Ormai sta assumendo i contorni di una telenovela, la questione Mac Pro. Fermi ormai all'estate 2010 in termini di aggiornamenti, continuano a tirare con Xeon ormai superati e la altrettanto superata serie HD 5xxx di AMD Radeon. E dire che Sandy Bridge-E portava buoni auspici. Per novembre sembrava fosse tutto pronto per l'arrivo del tanto agognato momento di acquistare per coloro che sono in attesa della nuova revisione del "gigante" dei Mac. Purtroppo si dovrà mordere il freno ancora per alcuni mesi. Lo rivela oggi Macrumors.

Il sito ha infatti messo in luce un report dell'affidabile CPU-World di una decina di giorni fa, nel quale viene spiegato come Intel già nel corso del mese scorso abbia informato durante la conferenza IDF del rinvio dei nuovi Xeon E5 basati proprio su architettura Sandy Bridge-E. Le roadmap più recenti hanno confermato poi il tutto: il rinvio è di fatto di un intero trimestre.
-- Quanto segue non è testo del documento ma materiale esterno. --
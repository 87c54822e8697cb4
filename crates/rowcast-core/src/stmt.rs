mod filter;
pub use filter::{Filter, Join};

mod row_values;
pub use row_values::RowValues;

mod sort;
pub use sort::Sort;

mod storage_class;
pub use storage_class::StorageClass;

mod target;
pub use target::Target;

mod value;
pub use value::Value;
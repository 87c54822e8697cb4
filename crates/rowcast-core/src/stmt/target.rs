use crate::{Error, Result};
use url::Url;

/// Where an operation is addressed.
///
/// Local drivers resolve rows by table name; a remote content endpoint is
/// addressed by URL instead. Query construction is identical for both.
#[derive(Debug, Clone, PartialEq, Eq, Hash)]
pub enum Target {
    Table(String),
    Endpoint(Url),
}

impl Target {
    pub fn table(name: impl Into<String>) -> Target {
        Target::Table(name.into())
    }

    /// Parses `url` into an endpoint target.
    pub fn endpoint(url: &str) -> Result<Target> {
        let url = Url::parse(url).map_err(|err| {
            Error::invalid_connection_url(format!("{url}: {err}"))
        })?;
        Ok(Target::Endpoint(url))
    }

    pub fn as_table(&self) -> Option<&str> {
        match self {
            Target::Table(name) => Some(name),
            Target::Endpoint(_) => None,
        }
    }

    pub fn is_endpoint(&self) -> bool {
        matches!(self, Target::Endpoint(_))
    }
}

impl core::fmt::Display for Target {
    fn fmt(&self, f: &mut core::fmt::Formatter) -> core::fmt::Result {
        match self {
            Target::Table(name) => f.write_str(name),
            Target::Endpoint(url) => core::fmt::Display::fmt(url, f),
        }
    }
}

impl From<&str> for Target {
    fn from(name: &str) -> Self {
        Target::Table(name.to_string())
    }
}

impl From<String> for Target {
    fn from(name: String) -> Self {
        Target::Table(name)
    }
}

impl From<Url> for Target {
    fn from(url: Url) -> Self {
        Target::Endpoint(url)
    }
}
Ciò significa che se si parlava di metà novembre per l'uscita, ora si può parlare tranquillamente di metà febbraio 2012. Questo non porta solo all'ennesimo ritardo per i prossimi Mac Pro, ma anche probabili conseguenze spiacevoli per Ivy Bridge, la cui uscita potrebbe essere spostata in avanti per non pestare i piedi a Sandy Bridge-E oppure scaglionata come sta succedendo già ora con l'attuale architettura, dando precedenza alle fasce mobile e mainstream e rischiando di ritrovarsi poi il successivo aggiornamento dei Mac Pro a chissà quando.

Il ritardo condiziona Apple non solo per i processori, ma anche per le schede grafiche: ormai, visto quanto poco manca all'uscita, si può dare per scontato il salto totale delle Radeon serie HD 6xxx a favore di quelle HD 7xxx in arrivo. Purtroppo, anche volendo, per accorciare i tempi, la soluzione Bulldozer/Opteron non è praticabile: le performance dei più recenti processori AMD arrivano, con 8 core, a sfiorare solamente quelle degli i7 Sandy Bridge di fascia alta con la metà dei core. Visto lo stato delle cose, mettere Bulldozer come soluzione di emergenza significherebbe non far fare ai Mac Pro un salto prestazionale, anzi. L'unica soluzione, dunque, è aspettare e avere pazienza, sperando che a Santa Clara si muovano un po' e non dormano troppo sugli allori contando come al solito sulla loro posizione dominante.